Work to complete
Establish the number of lines below that contain the string "east". State that number alone.

[Stored data entries]
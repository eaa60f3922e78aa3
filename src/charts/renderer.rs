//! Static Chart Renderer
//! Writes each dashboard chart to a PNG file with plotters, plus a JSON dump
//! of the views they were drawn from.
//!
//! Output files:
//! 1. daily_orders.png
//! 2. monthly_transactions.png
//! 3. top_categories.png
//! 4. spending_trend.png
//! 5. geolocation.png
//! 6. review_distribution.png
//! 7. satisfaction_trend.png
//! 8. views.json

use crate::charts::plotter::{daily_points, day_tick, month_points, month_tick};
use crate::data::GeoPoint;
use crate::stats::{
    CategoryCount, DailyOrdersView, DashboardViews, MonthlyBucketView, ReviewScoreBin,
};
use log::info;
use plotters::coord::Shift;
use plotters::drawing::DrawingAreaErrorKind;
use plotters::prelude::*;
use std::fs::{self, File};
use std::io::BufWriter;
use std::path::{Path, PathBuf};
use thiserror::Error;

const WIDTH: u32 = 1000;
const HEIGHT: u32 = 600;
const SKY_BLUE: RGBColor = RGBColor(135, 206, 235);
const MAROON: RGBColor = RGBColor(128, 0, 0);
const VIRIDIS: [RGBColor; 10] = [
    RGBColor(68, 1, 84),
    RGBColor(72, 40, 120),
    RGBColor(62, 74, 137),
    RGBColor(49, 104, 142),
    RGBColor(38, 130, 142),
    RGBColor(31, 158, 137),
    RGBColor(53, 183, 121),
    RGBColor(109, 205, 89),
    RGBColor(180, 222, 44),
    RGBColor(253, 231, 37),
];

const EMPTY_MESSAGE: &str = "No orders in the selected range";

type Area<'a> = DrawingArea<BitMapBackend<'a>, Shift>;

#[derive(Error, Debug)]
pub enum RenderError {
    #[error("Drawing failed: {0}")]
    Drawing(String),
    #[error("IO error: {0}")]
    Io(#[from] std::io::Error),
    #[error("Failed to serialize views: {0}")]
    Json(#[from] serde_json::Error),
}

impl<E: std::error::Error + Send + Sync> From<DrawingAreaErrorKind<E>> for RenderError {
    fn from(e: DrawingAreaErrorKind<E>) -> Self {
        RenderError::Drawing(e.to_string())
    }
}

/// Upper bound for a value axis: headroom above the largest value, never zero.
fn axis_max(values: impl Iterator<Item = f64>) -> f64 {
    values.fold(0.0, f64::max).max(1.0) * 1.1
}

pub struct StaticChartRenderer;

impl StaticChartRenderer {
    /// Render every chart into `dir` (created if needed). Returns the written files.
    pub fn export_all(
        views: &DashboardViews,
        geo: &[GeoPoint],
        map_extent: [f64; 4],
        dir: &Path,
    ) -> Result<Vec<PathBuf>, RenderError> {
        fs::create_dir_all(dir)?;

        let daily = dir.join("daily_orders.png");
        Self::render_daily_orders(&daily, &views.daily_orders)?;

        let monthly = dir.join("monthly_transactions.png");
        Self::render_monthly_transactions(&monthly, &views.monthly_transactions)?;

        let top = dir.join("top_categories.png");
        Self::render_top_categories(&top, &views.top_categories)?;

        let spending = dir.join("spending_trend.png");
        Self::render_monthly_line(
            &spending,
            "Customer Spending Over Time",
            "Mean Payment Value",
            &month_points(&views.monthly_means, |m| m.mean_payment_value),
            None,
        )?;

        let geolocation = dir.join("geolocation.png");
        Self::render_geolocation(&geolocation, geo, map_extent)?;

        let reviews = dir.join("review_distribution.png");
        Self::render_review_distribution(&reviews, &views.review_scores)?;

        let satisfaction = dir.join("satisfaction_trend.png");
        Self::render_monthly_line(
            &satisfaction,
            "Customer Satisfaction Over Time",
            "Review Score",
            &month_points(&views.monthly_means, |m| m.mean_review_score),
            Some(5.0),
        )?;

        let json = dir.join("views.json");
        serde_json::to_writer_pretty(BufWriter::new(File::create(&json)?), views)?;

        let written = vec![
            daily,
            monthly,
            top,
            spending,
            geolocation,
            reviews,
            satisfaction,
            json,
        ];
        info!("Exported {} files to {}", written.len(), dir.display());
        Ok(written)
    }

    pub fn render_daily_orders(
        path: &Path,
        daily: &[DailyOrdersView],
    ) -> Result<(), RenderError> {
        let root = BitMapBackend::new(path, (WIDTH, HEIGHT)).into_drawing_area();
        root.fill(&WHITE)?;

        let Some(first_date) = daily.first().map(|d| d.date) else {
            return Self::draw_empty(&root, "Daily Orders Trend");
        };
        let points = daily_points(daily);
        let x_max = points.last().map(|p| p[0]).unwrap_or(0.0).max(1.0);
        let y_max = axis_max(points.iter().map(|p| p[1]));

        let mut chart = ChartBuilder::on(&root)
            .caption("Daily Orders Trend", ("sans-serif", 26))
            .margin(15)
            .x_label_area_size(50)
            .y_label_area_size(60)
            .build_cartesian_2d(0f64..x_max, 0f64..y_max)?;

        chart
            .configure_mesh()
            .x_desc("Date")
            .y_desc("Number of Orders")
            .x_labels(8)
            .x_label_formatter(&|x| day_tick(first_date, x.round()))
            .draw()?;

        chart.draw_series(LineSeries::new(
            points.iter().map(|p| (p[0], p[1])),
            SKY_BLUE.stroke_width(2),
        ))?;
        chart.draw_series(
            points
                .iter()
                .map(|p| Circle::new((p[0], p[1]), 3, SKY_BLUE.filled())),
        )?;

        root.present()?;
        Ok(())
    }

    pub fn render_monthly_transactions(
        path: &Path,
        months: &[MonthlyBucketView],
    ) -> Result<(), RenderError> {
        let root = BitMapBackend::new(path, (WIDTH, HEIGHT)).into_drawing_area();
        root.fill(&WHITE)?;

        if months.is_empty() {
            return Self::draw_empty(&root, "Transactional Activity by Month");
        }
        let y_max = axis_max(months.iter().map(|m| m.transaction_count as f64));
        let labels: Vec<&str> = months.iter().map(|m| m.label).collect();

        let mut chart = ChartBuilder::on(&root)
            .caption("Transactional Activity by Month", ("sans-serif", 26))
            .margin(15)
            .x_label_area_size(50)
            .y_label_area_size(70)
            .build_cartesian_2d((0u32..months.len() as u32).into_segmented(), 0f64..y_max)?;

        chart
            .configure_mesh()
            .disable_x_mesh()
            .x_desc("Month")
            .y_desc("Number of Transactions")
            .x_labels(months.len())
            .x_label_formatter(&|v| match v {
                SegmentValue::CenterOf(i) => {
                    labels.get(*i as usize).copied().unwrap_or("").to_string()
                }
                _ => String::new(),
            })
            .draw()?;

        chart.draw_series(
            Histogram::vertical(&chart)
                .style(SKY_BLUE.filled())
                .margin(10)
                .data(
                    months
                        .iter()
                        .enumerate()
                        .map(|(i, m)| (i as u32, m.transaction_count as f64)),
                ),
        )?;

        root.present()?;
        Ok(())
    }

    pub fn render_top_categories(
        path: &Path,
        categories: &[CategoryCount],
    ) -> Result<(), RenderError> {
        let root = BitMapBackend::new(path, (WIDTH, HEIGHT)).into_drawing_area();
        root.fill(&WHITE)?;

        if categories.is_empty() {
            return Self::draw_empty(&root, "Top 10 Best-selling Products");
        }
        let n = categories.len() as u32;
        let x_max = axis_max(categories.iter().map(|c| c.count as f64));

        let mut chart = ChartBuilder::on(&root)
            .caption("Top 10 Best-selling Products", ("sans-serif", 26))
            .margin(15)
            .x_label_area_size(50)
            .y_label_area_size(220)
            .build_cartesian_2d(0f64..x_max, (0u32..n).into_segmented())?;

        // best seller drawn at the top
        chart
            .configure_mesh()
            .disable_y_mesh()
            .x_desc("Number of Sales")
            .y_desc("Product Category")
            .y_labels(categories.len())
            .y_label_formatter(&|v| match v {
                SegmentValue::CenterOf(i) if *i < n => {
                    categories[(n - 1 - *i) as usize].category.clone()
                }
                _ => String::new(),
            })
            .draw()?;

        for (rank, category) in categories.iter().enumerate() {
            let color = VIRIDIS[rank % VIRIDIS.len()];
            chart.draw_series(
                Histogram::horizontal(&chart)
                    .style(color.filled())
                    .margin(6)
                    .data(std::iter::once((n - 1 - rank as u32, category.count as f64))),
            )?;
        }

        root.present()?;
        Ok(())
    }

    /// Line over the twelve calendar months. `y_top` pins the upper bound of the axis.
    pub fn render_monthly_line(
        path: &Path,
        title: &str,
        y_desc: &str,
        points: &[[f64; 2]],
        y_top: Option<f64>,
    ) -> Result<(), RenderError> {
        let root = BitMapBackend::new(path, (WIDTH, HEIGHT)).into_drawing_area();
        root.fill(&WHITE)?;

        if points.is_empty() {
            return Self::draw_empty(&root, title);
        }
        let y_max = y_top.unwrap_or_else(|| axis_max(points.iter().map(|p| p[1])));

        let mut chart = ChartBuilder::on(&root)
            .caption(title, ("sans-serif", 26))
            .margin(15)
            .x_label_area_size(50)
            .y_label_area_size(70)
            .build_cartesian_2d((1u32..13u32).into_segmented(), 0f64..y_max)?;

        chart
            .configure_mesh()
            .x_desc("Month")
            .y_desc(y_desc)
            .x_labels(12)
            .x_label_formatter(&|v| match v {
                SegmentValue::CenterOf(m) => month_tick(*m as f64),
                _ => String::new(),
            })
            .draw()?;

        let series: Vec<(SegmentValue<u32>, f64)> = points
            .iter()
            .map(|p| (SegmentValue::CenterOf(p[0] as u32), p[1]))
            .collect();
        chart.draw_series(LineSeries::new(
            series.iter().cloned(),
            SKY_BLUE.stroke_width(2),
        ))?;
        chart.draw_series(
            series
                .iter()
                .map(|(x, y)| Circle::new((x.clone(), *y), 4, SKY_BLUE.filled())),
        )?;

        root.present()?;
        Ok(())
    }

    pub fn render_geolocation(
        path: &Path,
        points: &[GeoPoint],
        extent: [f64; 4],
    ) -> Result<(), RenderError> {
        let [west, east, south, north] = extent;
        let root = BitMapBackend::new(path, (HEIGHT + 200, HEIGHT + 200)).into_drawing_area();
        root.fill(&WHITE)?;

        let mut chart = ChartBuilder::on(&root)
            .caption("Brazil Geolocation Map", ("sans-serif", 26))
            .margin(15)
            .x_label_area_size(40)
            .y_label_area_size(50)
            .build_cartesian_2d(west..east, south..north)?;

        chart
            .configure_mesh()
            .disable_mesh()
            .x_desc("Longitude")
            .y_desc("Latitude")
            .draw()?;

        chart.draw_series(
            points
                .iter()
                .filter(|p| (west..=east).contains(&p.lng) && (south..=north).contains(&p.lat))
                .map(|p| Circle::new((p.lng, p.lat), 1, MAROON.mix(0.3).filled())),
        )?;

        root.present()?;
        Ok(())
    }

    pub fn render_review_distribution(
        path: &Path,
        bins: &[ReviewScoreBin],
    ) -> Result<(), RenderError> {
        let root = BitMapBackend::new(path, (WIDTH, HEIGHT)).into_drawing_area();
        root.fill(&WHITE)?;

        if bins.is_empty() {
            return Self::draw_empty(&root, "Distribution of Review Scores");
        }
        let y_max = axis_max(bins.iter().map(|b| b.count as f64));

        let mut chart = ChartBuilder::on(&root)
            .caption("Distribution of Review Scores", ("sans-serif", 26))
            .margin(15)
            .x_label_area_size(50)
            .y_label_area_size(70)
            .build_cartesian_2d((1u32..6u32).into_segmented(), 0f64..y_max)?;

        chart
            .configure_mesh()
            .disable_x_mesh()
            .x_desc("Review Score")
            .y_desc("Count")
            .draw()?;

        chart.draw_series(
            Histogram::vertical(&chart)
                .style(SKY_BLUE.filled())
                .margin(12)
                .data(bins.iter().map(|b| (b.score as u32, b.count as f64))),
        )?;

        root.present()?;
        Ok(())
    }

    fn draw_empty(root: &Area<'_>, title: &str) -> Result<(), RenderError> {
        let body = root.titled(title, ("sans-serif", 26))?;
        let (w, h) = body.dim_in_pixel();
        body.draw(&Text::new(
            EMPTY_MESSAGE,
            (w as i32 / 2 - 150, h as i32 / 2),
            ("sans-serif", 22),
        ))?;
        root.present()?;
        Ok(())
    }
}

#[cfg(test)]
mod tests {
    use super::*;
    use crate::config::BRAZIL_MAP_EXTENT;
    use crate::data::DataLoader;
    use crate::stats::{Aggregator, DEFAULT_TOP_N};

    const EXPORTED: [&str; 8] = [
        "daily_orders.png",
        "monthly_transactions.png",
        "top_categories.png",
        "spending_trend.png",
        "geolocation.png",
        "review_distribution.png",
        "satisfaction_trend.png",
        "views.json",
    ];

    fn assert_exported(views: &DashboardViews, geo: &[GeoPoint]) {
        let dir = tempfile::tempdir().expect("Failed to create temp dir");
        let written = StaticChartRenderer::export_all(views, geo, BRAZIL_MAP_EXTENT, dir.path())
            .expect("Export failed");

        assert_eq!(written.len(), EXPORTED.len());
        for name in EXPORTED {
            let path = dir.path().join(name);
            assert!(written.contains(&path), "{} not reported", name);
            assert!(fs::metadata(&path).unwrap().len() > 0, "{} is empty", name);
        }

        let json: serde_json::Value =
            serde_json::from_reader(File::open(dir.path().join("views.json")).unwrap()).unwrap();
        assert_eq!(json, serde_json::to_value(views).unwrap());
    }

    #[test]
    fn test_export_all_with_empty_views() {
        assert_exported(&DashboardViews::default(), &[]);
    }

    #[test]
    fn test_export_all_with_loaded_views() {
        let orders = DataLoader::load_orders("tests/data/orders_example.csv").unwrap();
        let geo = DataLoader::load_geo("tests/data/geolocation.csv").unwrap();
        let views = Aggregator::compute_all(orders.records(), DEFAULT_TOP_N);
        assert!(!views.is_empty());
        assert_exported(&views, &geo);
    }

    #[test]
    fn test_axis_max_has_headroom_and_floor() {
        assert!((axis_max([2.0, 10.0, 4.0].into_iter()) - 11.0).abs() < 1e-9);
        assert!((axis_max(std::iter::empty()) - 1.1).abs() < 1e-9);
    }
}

Output for this task
3